2. Mow at the right height for your grass
Every species has a comfort range — and within that range, taller is almost always healthier. Taller blades photosynthesize more, grow deeper roots, and shade the soil so crabgrass seeds never see the sun they need to germinate.
| Grass type | Ideal height | Mow before it reaches |
|---|---|---|
| Kentucky bluegrass | 2.5–3.5" | 4.5" |
| Perennial ryegrass | 2–3" | 4" |
| Tall fescue | 3–4" | 5.5" |
| Fine fescue | 2.5–3.5" | 4.5" |
| Bermuda | 1–2" | 2.5" |
| Zoysia | 1–2.5" | 3" |
Not sure which row is yours? Identify your grass type first — or scan it with the app and get the height set automatically.
3. Keep the blade sharp — and vary your pattern
A dull mower blade tears grass instead of cutting it, leaving frayed white-brown tips across the whole lawn and a wound that loses water and admits disease. Sharpen once or twice a season (or after hitting anything solid). And change your mowing direction each time: repeating the same stripes compacts wheel tracks and pushes the grass into a lean.
Leave the clippings
If you're mowing on schedule, mulch the clippings back in. They're ~80% water, they break down in days, and they return around a quarter of the lawn's annual nitrogen — free fertilizer. The thatch fear is a myth; thatch comes from roots and stems, not clippings. Bag only when the grass was overgrown, wet, or visibly diseased.
Skip the wet mow
Wet grass tears, clumps, ruts the soil, and spreads fungus on your mower deck. If rain is on the way, it's genuinely better to mow a day early than a day late — this is exactly the kind of call the app makes for you by watching your local forecast.

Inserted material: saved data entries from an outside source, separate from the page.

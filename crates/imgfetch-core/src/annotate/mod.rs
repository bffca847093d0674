//! Metadata annotation of downloaded files through an external tool.
//!
//! Runs after the download phase. Only requests that carry metadata and whose
//! file is on disk (downloaded or skipped) are annotated. A missing tool skips
//! the phase with a warning; a failing invocation is logged and the next file
//! is annotated. Neither changes the download phase's result.

mod error;
mod exiftool;

use std::collections::BTreeMap;
use std::path::Path;

use crate::batch::BatchReport;
use crate::request::DownloadRequest;

pub use error::AnnotateError;
pub use exiftool::ExifTool;

/// External metadata-tagging executable.
pub trait MetadataTool: Send + Sync {
    /// Name used in log lines.
    fn name(&self) -> &str;

    /// True if the tool can be invoked.
    fn is_available(&self) -> bool;

    /// Write `tags` into the file at `path`.
    fn annotate(&self, path: &Path, tags: &BTreeMap<String, String>) -> Result<(), AnnotateError>;
}

/// Result of the annotation phase.
#[derive(Debug, Default)]
pub struct AnnotationReport {
    pub annotated: usize,
    pub failures: Vec<AnnotateError>,
    /// The tool was needed but not available; nothing was annotated.
    pub tool_unavailable: bool,
}

impl AnnotationReport {
    pub fn is_success(&self) -> bool {
        self.failures.is_empty() && !self.tool_unavailable
    }
}

/// Annotate the files of `report` whose request in `requests` carries metadata.
/// `requests` and `report.outcomes` must be in the same order.
pub fn annotate_batch(
    tool: &dyn MetadataTool,
    requests: &[DownloadRequest],
    report: &BatchReport,
) -> AnnotationReport {
    let work: Vec<_> = requests
        .iter()
        .zip(&report.outcomes)
        .filter(|(request, _)| !request.metadata.is_empty())
        .filter_map(|(request, outcome)| {
            let fetched = outcome.result.as_ref().ok()?;
            Some((fetched.target().path(), &request.metadata))
        })
        .collect();

    let mut out = AnnotationReport::default();
    if work.is_empty() {
        tracing::debug!("no downloaded files carry metadata; annotation skipped");
        return out;
    }

    if !tool.is_available() {
        let err = AnnotateError::Unavailable {
            tool: tool.name().to_string(),
        };
        tracing::warn!("{}; skipping annotation of {} file(s)", err, work.len());
        out.tool_unavailable = true;
        return out;
    }

    for (path, tags) in work {
        match tool.annotate(&path, tags) {
            Ok(()) => {
                tracing::info!("annotated {} ({} tag(s))", path.display(), tags.len());
                out.annotated += 1;
            }
            Err(e) => {
                tracing::error!("{}", e);
                out.failures.push(e);
            }
        }
    }
    out
}
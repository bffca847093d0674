//! Metadata annotation errors.

use std::path::PathBuf;

#[derive(Debug, thiserror::Error)]
pub enum AnnotateError {
    /// The tool could not be found or did not answer its version check.
    #[error("metadata tool `{tool}` is not available")]
    Unavailable { tool: String },

    /// The tool ran and exited non-zero.
    #[error("annotating {} failed (exit {}): {stderr}", .path.display(), fmt_status(.status))]
    InvocationFailed {
        path: PathBuf,
        status: Option<i32>,
        stderr: String,
    },

    /// The tool could not be started.
    #[error("could not run `{tool}`: {source}")]
    Spawn {
        tool: String,
        #[source]
        source: std::io::Error,
    },

    /// Tag names are passed as command-line options and must be plain identifiers.
    #[error("invalid metadata tag name {key:?}")]
    InvalidTag { key: String },
}

fn fmt_status(status: &Option<i32>) -> String {
    status
        .map(|c| c.to_string())
        .unwrap_or_else(|| "signal".to_string())
}
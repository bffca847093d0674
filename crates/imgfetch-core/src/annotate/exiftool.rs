//! `exiftool` as the metadata tool.

use std::collections::BTreeMap;
use std::path::{Path, PathBuf};
use std::process::{Command, Stdio};

use super::{AnnotateError, MetadataTool};

/// Runs `exiftool -overwrite_original -Tag=Value ... <file>`.
#[derive(Debug, Clone)]
pub struct ExifTool {
    program: PathBuf,
}

impl ExifTool {
    pub fn new(program: impl Into<PathBuf>) -> Self {
        Self {
            program: program.into(),
        }
    }

    /// Arguments for one invocation. Rejects tag names that could be read as other options.
    fn args(path: &Path, tags: &BTreeMap<String, String>) -> Result<Vec<String>, AnnotateError> {
        let mut args = vec!["-overwrite_original".to_string()];
        for (key, value) in tags {
            if !is_valid_tag(key) {
                return Err(AnnotateError::InvalidTag { key: key.clone() });
            }
            args.push(format!("-{}={}", key, value));
        }
        args.push("--".to_string());
        args.push(path.to_string_lossy().into_owned());
        Ok(args)
    }
}

impl Default for ExifTool {
    fn default() -> Self {
        Self::new("exiftool")
    }
}

/// `Group:Name` style identifiers only.
fn is_valid_tag(key: &str) -> bool {
    !key.is_empty()
        && key
            .chars()
            .next()
            .is_some_and(|c| c.is_ascii_alphabetic())
        && key
            .chars()
            .all(|c| c.is_ascii_alphanumeric() || c == ':' || c == '-' || c == '_')
}

impl MetadataTool for ExifTool {
    fn name(&self) -> &str {
        self.program.to_str().unwrap_or("exiftool")
    }

    fn is_available(&self) -> bool {
        Command::new(&self.program)
            .arg("-ver")
            .stdin(Stdio::null())
            .stdout(Stdio::null())
            .stderr(Stdio::null())
            .status()
            .map(|s| s.success())
            .unwrap_or(false)
    }

    fn annotate(&self, path: &Path, tags: &BTreeMap<String, String>) -> Result<(), AnnotateError> {
        let args = Self::args(path, tags)?;
        let output = Command::new(&self.program)
            .args(&args)
            .stdin(Stdio::null())
            .output()
            .map_err(|source| AnnotateError::Spawn {
                tool: self.name().to_string(),
                source,
            })?;

        if !output.status.success() {
            return Err(AnnotateError::InvocationFailed {
                path: path.to_path_buf(),
                status: output.status.code(),
                stderr: String::from_utf8_lossy(&output.stderr).trim().to_string(),
            });
        }
        tracing::debug!(
            "{}: {}",
            self.name(),
            String::from_utf8_lossy(&output.stdout).trim()
        );
        Ok(())
    }
}
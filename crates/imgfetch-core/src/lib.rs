pub mod config;
pub mod logging;

pub mod annotate;
pub mod batch;
pub mod control;
pub mod fetcher;
pub mod http;
pub mod manifest;
pub mod request;
pub mod storage;
pub mod target;
pub mod url_model;

#[cfg(test)]
pub(crate) mod testing;
//! Pure connection configuration for the MQTT transport
//!
//! This module turns a [`ConnectRequest`] into rumqttc options and maps
//! rumqttc failures onto [`TransportError`].

use super::message_handler::MessageHandler;
use crate::transport::{ConnectRequest, TransportError};
use rumqttc::v5::mqttbytes::v5::{ConnectProperties, LastWill};
use rumqttc::v5::{ClientError, ConnectionError, MqttOptions, StateError};
use rumqttc::{TlsConfiguration, Transport as RumqttcTransport};
use std::time::Duration;

/// rumqttc rejects keep-alive intervals below one second
const MIN_EVENT_LOOP_KEEP_ALIVE: Duration = Duration::from_secs(1);

/// Packets larger than this are refused by the event loop
const MAX_PACKET_SIZE: u32 = 256 * 1024;

/// Session Expiry Interval meaning "never expires"
pub const SESSION_NEVER_EXPIRES: u32 = u32::MAX;

/// Session Expiry Interval for a connect request (pure function)
///
/// MQTT v5 drops the session on disconnect unless an expiry is sent, so a
/// non-clean session asks the broker to keep it indefinitely.
pub fn session_expiry_interval(clean_session: bool) -> Option<u32> {
    if clean_session {
        None
    } else {
        Some(SESSION_NEVER_EXPIRES)
    }
}

/// Interval at which the event loop emits PINGREQ (pure function)
///
/// Aligned with the connection manager's ping interval (`keepalive / 2`) so
/// ping acknowledgments arrive often enough to satisfy its pong deadline.
pub fn event_loop_keep_alive(keepalive: Duration) -> Duration {
    (keepalive / 2).max(MIN_EVENT_LOOP_KEEP_ALIVE)
}

/// Pure function to configure MQTT options from a connect request
///
/// `ca_pem` must hold the CA certificate when the request requires TLS.
pub fn configure_mqtt_options(
    request: &ConnectRequest,
    ca_pem: Option<Vec<u8>>,
) -> Result<MqttOptions, TransportError> {
    let mut mqtt_options =
        MqttOptions::new(request.client_id.clone(), request.host.clone(), request.port);

    mqtt_options.set_credentials(
        request.credentials.user.clone(),
        request.credentials.password.clone(),
    );
    mqtt_options.set_clean_start(request.clean_session);
    mqtt_options.set_keep_alive(event_loop_keep_alive(request.keepalive));

    let mut properties = ConnectProperties::new();
    properties.session_expiry_interval = session_expiry_interval(request.clean_session);
    properties.max_packet_size = Some(MAX_PACKET_SIZE);
    mqtt_options.set_connect_properties(properties);

    let will = &request.last_will;
    mqtt_options.set_last_will(LastWill::new(
        will.topic.clone(),
        will.payload.clone(),
        MessageHandler::to_mqtt_qos(will.qos),
        will.retain,
        None,
    ));

    if request.tls.requires_certificate() {
        let ca = ca_pem.ok_or_else(|| {
            TransportError::Tls("certificate required but no CA loaded".to_string())
        })?;
        mqtt_options.set_transport(RumqttcTransport::tls_with_config(
            TlsConfiguration::Simple {
                ca,
                alpn: None,
                client_auth: None,
            },
        ));
    }

    Ok(mqtt_options)
}

/// Map an event loop failure (pure function)
pub fn map_connection_error(error: ConnectionError) -> TransportError {
    match error {
        ConnectionError::Io(e) => TransportError::Io(e),
        ConnectionError::MqttState(state) => map_state_error(state),
        ConnectionError::NotConnAck(packet) => {
            TransportError::Protocol(format!("expected ConnAck, received {packet:?}"))
        }
        ConnectionError::ConnectionRefused(code) => TransportError::Refused(format!("{code:?}")),
        ConnectionError::Tls(e) => TransportError::Tls(e.to_string()),
        ConnectionError::RequestsDone => TransportError::Closed,
        other => TransportError::Client(Box::new(other)),
    }
}

/// Map a protocol state failure (pure function)
///
/// The event loop raises `AwaitPingResp` when its next ping falls due while
/// the previous one is still unacknowledged.
fn map_state_error(error: StateError) -> TransportError {
    match error {
        StateError::AwaitPingResp => TransportError::KeepaliveTimeout,
        StateError::Io(e) => TransportError::Io(e),
        disconnect @ StateError::ServerDisconnect { .. } => {
            TransportError::BrokerDisconnect(disconnect.to_string())
        }
        other => TransportError::Protocol(other.to_string()),
    }
}

/// Map a request queue failure (pure function)
pub fn map_client_error(error: ClientError) -> TransportError {
    TransportError::Client(Box::new(error))
}
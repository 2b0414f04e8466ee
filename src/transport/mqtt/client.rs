//! rumqttc-backed implementation of [`Transport`]
//!
//! The event loop is only polled from inside `connect`, `receive_one` and
//! `disconnect`, so queued requests are written whenever the connection
//! manager pumps. Requests are enqueued with the non-blocking `try_*` client
//! calls: a full request queue surfaces as an error instead of a stall.

use super::connection::{configure_mqtt_options, map_client_error, map_connection_error};
use super::message_handler::MessageHandler;
use crate::transport::{ConnectRequest, Frame, OutboundMessage, QoS, TlsMode, Transport, TransportError};
use async_trait::async_trait;
use rumqttc::v5::mqttbytes::v5::Packet;
use rumqttc::v5::{AsyncClient, Event, EventLoop};
use std::time::Duration;
use tracing::{debug, info, trace};

/// Capacity of the client request queue
const REQUEST_CAPACITY: usize = 64;

/// Lower bound for the handshake timeout when the keepalive is very short
const MIN_CONNECT_TIMEOUT: Duration = Duration::from_secs(5);

/// How long `disconnect` keeps polling to flush queued packets
const FLUSH_WINDOW: Duration = Duration::from_secs(1);

const DEFAULT_READ_TIMEOUT: Duration = Duration::from_secs(1);

struct Session {
    client: AsyncClient,
    event_loop: EventLoop,
}

pub struct MqttTransport {
    session: Option<Session>,
    read_timeout: Duration,
}

impl MqttTransport {
    pub fn new() -> Self {
        Self {
            session: None,
            read_timeout: DEFAULT_READ_TIMEOUT,
        }
    }

    pub fn is_open(&self) -> bool {
        self.session.is_some()
    }

    fn session_mut(&mut self) -> Result<&mut Session, TransportError> {
        self.session.as_mut().ok_or(TransportError::NotOpen)
    }

    async fn load_ca(tls: &TlsMode) -> Result<Option<Vec<u8>>, TransportError> {
        match tls {
            TlsMode::None => Ok(None),
            TlsMode::CertificateRequired { ca } => tokio::fs::read(ca)
                .await
                .map(Some)
                .map_err(|e| TransportError::Tls(format!("cannot read CA {}: {e}", ca.display()))),
        }
    }

    /// Poll until the broker acknowledges the connection
    async fn await_connack(event_loop: &mut EventLoop) -> Result<bool, TransportError> {
        loop {
            match event_loop.poll().await {
                Ok(Event::Incoming(Packet::ConnAck(connack))) => {
                    return Ok(connack.session_present);
                }
                Ok(event) => trace!(?event, "Event before ConnAck"),
                Err(e) => return Err(map_connection_error(e)),
            }
        }
    }
}

impl Default for MqttTransport {
    fn default() -> Self {
        Self::new()
    }
}

#[async_trait]
impl Transport for MqttTransport {
    async fn connect(&mut self, request: &ConnectRequest) -> Result<bool, TransportError> {
        if self.session.take().is_some() {
            debug!("Dropping previous session before reconnecting");
        }

        let ca_pem = Self::load_ca(&request.tls).await?;
        let options = configure_mqtt_options(request, ca_pem)?;
        let (client, mut event_loop) = AsyncClient::new(options, REQUEST_CAPACITY);

        let connect_timeout = request.keepalive.max(MIN_CONNECT_TIMEOUT);
        let session_present =
            tokio::time::timeout(connect_timeout, Self::await_connack(&mut event_loop))
                .await
                .map_err(|_| TransportError::Timeout)??;

        info!(
            host = %request.host,
            port = request.port,
            session_present,
            "MQTT session open"
        );
        self.session = Some(Session { client, event_loop });
        Ok(session_present)
    }

    async fn disconnect(&mut self) -> Result<(), TransportError> {
        let Some(mut session) = self.session.take() else {
            return Ok(());
        };

        let requested = session.client.try_disconnect().map_err(map_client_error);

        // Drive the event loop so the queued offline publish and DISCONNECT are
        // written; it errors out once the connection is closed
        let flushed = tokio::time::timeout(FLUSH_WINDOW, async {
            loop {
                if let Err(e) = session.event_loop.poll().await {
                    trace!(error = %e, "Event loop closed");
                    break;
                }
            }
        })
        .await;
        if flushed.is_err() {
            debug!("Flush window elapsed before the event loop closed");
        }

        requested
    }

    async fn ping(&mut self) -> Result<(), TransportError> {
        // PINGREQ is emitted by the event loop on its keep-alive timer
        if !self.is_open() {
            return Err(TransportError::NotOpen);
        }
        trace!("Ping left to the event loop keep-alive");
        Ok(())
    }

    async fn receive_one(&mut self) -> Result<Option<Frame>, TransportError> {
        let read_timeout = self.read_timeout;
        let session = self.session_mut()?;

        let polled = tokio::time::timeout(read_timeout, session.event_loop.poll()).await;
        match polled {
            Err(_) => Ok(None),
            Ok(Ok(event)) => Ok(MessageHandler::route_mqtt_event(&event)),
            Ok(Err(e)) => {
                self.session = None;
                Err(map_connection_error(e))
            }
        }
    }

    async fn publish(&mut self, message: OutboundMessage) -> Result<(), TransportError> {
        let session = self.session_mut()?;
        session
            .client
            .try_publish(
                message.topic,
                MessageHandler::to_mqtt_qos(message.qos),
                message.retain,
                message.payload,
            )
            .map_err(map_client_error)
    }

    async fn subscribe(&mut self, topic: &str, qos: QoS) -> Result<(), TransportError> {
        let session = self.session_mut()?;
        session
            .client
            .try_subscribe(topic, MessageHandler::to_mqtt_qos(qos))
            .map_err(map_client_error)
    }

    fn set_read_timeout(&mut self, timeout: Duration) {
        self.read_timeout = timeout;
    }
}
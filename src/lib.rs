//! agentlink - resilient MQTT connection management for bus agents
//!
//! A [`ConnectionManager`] keeps one agent attached to a broker: it connects
//! with a retained last will, announces presence on `{base}agents/{user}`,
//! services the keepalive, routes inbound messages to a [`Manager`] and
//! reconnects after a backoff whenever the session fails.
//!
//! # Quick Start
//!
//! ```rust
//! use agentlink::config::{BusSection, HostConfig};
//! use agentlink::connection::{ConnectionManager, ConnectionState};
//! use agentlink::testing::mocks::{MockTransport, RecordingManager};
//! use std::time::Duration;
//!
//! # tokio_test::block_on(async {
//! let transport = MockTransport::new();
//! let settings = BusSection::new("home/", Duration::from_secs(60));
//! let mut manager = ConnectionManager::new(settings, transport.clone(), RecordingManager::new());
//! manager.set_target(HostConfig::new("localhost", 1883, "kitchen", "secret")).unwrap();
//! manager.activate().unwrap();
//!
//! assert_eq!(manager.pump().await, ConnectionState::Connected);
//! manager.publish("home/kitchen/light", "on", 1, false).await.unwrap();
//!
//! // Presence went out first: a single retained 0xFF
//! let online = &transport.published()[0];
//! assert_eq!(online.topic, "home/agents/kitchen");
//! assert_eq!(online.payload.as_ref(), &[0xFF]);
//! # });
//! ```

pub mod clock;
pub mod config;
pub mod connection;
pub mod error;
pub mod observability;
pub mod testing;
pub mod transport;

pub use clock::{Clock, ManualClock, MonotonicClock, Ticks};
pub use config::{AgentLinkConfig, BusSection, ConfigError, HostConfig, TargetSection};
pub use connection::{
    BusHandle, ConnectionManager, ConnectionState, HealthMetrics, KeepaliveMonitor, Manager,
    PresenceAnnouncer, ReconnectConfig, StatusTopic,
};
pub use error::{BusError, BusResult, Fault, ProtocolFault};
pub use transport::mqtt::MqttTransport;
pub use transport::{Frame, QoS, TlsMode, Transport, TransportError};
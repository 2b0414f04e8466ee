//! MQTT transport backed by rumqttc (v5)
//!
//! Split the same way as the rest of the crate: pure configuration and event
//! mapping in [`connection`] and [`message_handler`], socket I/O in [`client`].
//!
//! # Usage
//!
//! ```rust,no_run
//! use agentlink::config::{BusSection, HostConfig};
//! use agentlink::connection::{ConnectionManager, ConnectionState};
//! use agentlink::testing::mocks::RecordingManager;
//! use agentlink::transport::mqtt::MqttTransport;
//! use std::time::Duration;
//!
//! # tokio_test::block_on(async {
//! let settings = BusSection::new("home/", Duration::from_secs(60));
//! let mut manager = ConnectionManager::new(settings, MqttTransport::new(), RecordingManager::new());
//! manager.set_target(HostConfig::new("localhost", 1883, "kitchen", "secret"))?;
//! manager.activate()?;
//!
//! let handle = manager.handle();
//! let driver = manager.spawn();
//! if handle.wait_for(ConnectionState::Connected).await == ConnectionState::Connected {
//!     handle.publish("home/kitchen/light", "on", 1, false).await?;
//! }
//! handle.deactivate();
//! driver.await?;
//! # Ok::<(), Box<dyn std::error::Error>>(())
//! # });
//! ```

pub mod client;
pub mod connection;
pub mod message_handler;

pub use client::MqttTransport;
pub use connection::configure_mqtt_options;
pub use message_handler::MessageHandler;
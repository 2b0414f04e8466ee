//! Pure mapping from rumqttc v5 events to transport frames

use crate::transport::{Frame, QoS};
use rumqttc::v5::mqttbytes::v5::Packet;
use rumqttc::v5::{mqttbytes, Event};
use tracing::debug;

/// Pure event routing for the MQTT transport
pub struct MessageHandler;

impl MessageHandler {
    /// Route an event loop event to a frame (pure routing decision)
    ///
    /// Outgoing events are the event loop reporting its own writes and carry
    /// nothing for the connection manager.
    pub fn route_mqtt_event(event: &Event) -> Option<Frame> {
        match event {
            Event::Incoming(incoming) => Some(match incoming {
                Packet::Publish(publish) => Frame::Message {
                    topic: String::from_utf8_lossy(&publish.topic).to_string(),
                    payload: publish.payload.clone(),
                    retained: publish.retain,
                },
                Packet::PingResp(_) => Frame::PingAck,
                Packet::Disconnect(disconnect) => {
                    debug!(reason = ?disconnect.reason_code, "Broker sent DISCONNECT");
                    Frame::Disconnect
                }
                other => Frame::Control(Self::packet_name(other)),
            }),
            Event::Outgoing(_) => None,
        }
    }

    /// Short packet name for logging (pure function)
    pub fn packet_name(packet: &Packet) -> String {
        let rendered = format!("{packet:?}");
        rendered
            .split(|c: char| !c.is_ascii_alphanumeric())
            .next()
            .unwrap_or_default()
            .to_string()
    }

    /// Map a bus QoS onto the wire QoS (pure function)
    pub fn to_mqtt_qos(qos: QoS) -> mqttbytes::QoS {
        match qos {
            QoS::AtMostOnce => mqttbytes::QoS::AtMostOnce,
            QoS::AtLeastOnce => mqttbytes::QoS::AtLeastOnce,
        }
    }
}

#[cfg(test)]
mod tests {
    use super::*;
    use bytes::Bytes;
    use rumqttc::v5::mqttbytes::v5::{
        ConnAck, ConnectReturnCode, Disconnect, DisconnectReasonCode, PingResp, Publish,
    };

    #[test]
    fn test_route_publish() {
        let publish = Event::Incoming(Packet::Publish(Publish {
            dup: false,
            qos: mqttbytes::QoS::AtLeastOnce,
            retain: true,
            topic: Bytes::from("suit/agents/lamp"),
            pkid: 1,
            payload: Bytes::from_static(&[0xFF]),
            properties: None,
        }));

        assert_eq!(
            MessageHandler::route_mqtt_event(&publish),
            Some(Frame::Message {
                topic: "suit/agents/lamp".to_string(),
                payload: Bytes::from_static(&[0xFF]),
                retained: true,
            })
        );
    }

    #[test]
    fn test_route_ping_response_and_disconnect() {
        let pong = Event::Incoming(Packet::PingResp(PingResp));
        assert_eq!(MessageHandler::route_mqtt_event(&pong), Some(Frame::PingAck));

        let disconnect = Event::Incoming(Packet::Disconnect(Disconnect {
            reason_code: DisconnectReasonCode::NormalDisconnection,
            properties: None,
        }));
        assert_eq!(
            MessageHandler::route_mqtt_event(&disconnect),
            Some(Frame::Disconnect)
        );
    }

    #[test]
    fn test_route_other_packets_as_control() {
        let connack = Event::Incoming(Packet::ConnAck(ConnAck {
            session_present: false,
            code: ConnectReturnCode::Success,
            properties: None,
        }));

        assert_eq!(
            MessageHandler::route_mqtt_event(&connack),
            Some(Frame::Control("ConnAck".to_string()))
        );
    }

    #[test]
    fn test_qos_mapping() {
        assert_eq!(
            MessageHandler::to_mqtt_qos(QoS::AtMostOnce),
            mqttbytes::QoS::AtMostOnce
        );
        assert_eq!(
            MessageHandler::to_mqtt_qos(QoS::AtLeastOnce),
            mqttbytes::QoS::AtLeastOnce
        );
    }
}
//! Connection state and reconnection backoff configuration

use serde::{Deserialize, Serialize};

/// Lifecycle state of one connection manager
#[derive(Debug, Clone, Copy, PartialEq, Eq)]
pub enum ConnectionState {
    /// Constructed, not yet activated
    Idle,
    /// Activated; attempting (or about to retry) the broker handshake
    Connecting,
    /// Session open and presence announced
    Connected,
    /// Tearing down the current session
    Disconnecting,
    /// Deactivated and torn down; terminal
    Stopped,
}

impl ConnectionState {
    pub fn is_terminal(self) -> bool {
        matches!(self, ConnectionState::Stopped)
    }
}

/// Reconnection backoff configuration
///
/// The default is the fixed 3 s backoff: an empty pattern and a 3000 ms
/// sustained delay. A pattern gives an escalating backoff that settles at
/// `sustained_delay`.
#[derive(Debug, Clone, PartialEq, Eq, Serialize, Deserialize)]
pub struct ReconnectConfig {
    /// Delays in milliseconds for the first attempts
    #[serde(default)]
    pub backoff_pattern: Vec<u64>,
    /// Delay to use once the pattern is exhausted
    #[serde(default = "default_sustained_delay")]
    pub sustained_delay: u64,
}

fn default_sustained_delay() -> u64 {
    3000
}

impl Default for ReconnectConfig {
    fn default() -> Self {
        Self {
            backoff_pattern: Vec::new(),
            sustained_delay: default_sustained_delay(),
        }
    }
}

impl ReconnectConfig {
    /// Fixed delay for every attempt
    pub fn fixed(delay_ms: u64) -> Self {
        Self {
            backoff_pattern: Vec::new(),
            sustained_delay: delay_ms,
        }
    }

    /// Calculate backoff delay for the given attempt (1-based)
    pub fn calculate_backoff_delay(&self, attempt: u32) -> u64 {
        let index = attempt.saturating_sub(1) as usize;
        self.backoff_pattern
            .get(index)
            .copied()
            .unwrap_or(self.sustained_delay)
    }
}

#[cfg(test)]
mod tests {
    use super::*;

    #[test]
    fn test_reconnect_config_default_is_fixed_three_seconds() {
        let config = ReconnectConfig::default();
        assert!(config.backoff_pattern.is_empty());
        assert_eq!(config.calculate_backoff_delay(1), 3000);
        assert_eq!(config.calculate_backoff_delay(50), 3000);
    }

    #[test]
    fn test_calculate_backoff_delay_with_pattern() {
        let config = ReconnectConfig {
            backoff_pattern: vec![250, 500, 1000],
            sustained_delay: 2000,
        };

        assert_eq!(config.calculate_backoff_delay(1), 250);
        assert_eq!(config.calculate_backoff_delay(2), 500);
        assert_eq!(config.calculate_backoff_delay(3), 1000);

        // Pattern exhausted
        assert_eq!(config.calculate_backoff_delay(4), 2000);
        assert_eq!(config.calculate_backoff_delay(100), 2000);
    }

    #[test]
    fn test_attempt_zero_uses_first_slot() {
        let config = ReconnectConfig {
            backoff_pattern: vec![10, 20],
            sustained_delay: 30,
        };
        assert_eq!(config.calculate_backoff_delay(0), 10);
    }

    #[test]
    fn test_terminal_state() {
        assert!(ConnectionState::Stopped.is_terminal());
        assert!(!ConnectionState::Disconnecting.is_terminal());
        assert!(!ConnectionState::Idle.is_terminal());
    }
}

Mow at the right moment, every time
Lawn Care AI sets your mowing height by grass type and season, and its weather-aware reminders tell you when conditions are right — and when to wait.
Mowing FAQ
What is the one-third rule?
Never remove more than one-third of the blade in a single mow. If the lawn got away from you, bring it down in stages a few days apart instead of scalping it in one pass.
Is it better to mow high or low?
For most home lawns, higher: taller blades mean deeper roots, better drought tolerance, and natural weed prevention. Only warm-season grasses like Bermuda genuinely prefer a low cut.
Should I leave clippings on the lawn?
Yes, if you mow regularly — mulched clippings return free nitrogen and don't cause thatch. Bag only overgrown, wet, or diseased clippings.
Can I mow wet grass?
Better not to: it tears the blades, clumps, ruts soft soil, and spreads fungal disease. Wait until the lawn is dry to the touch.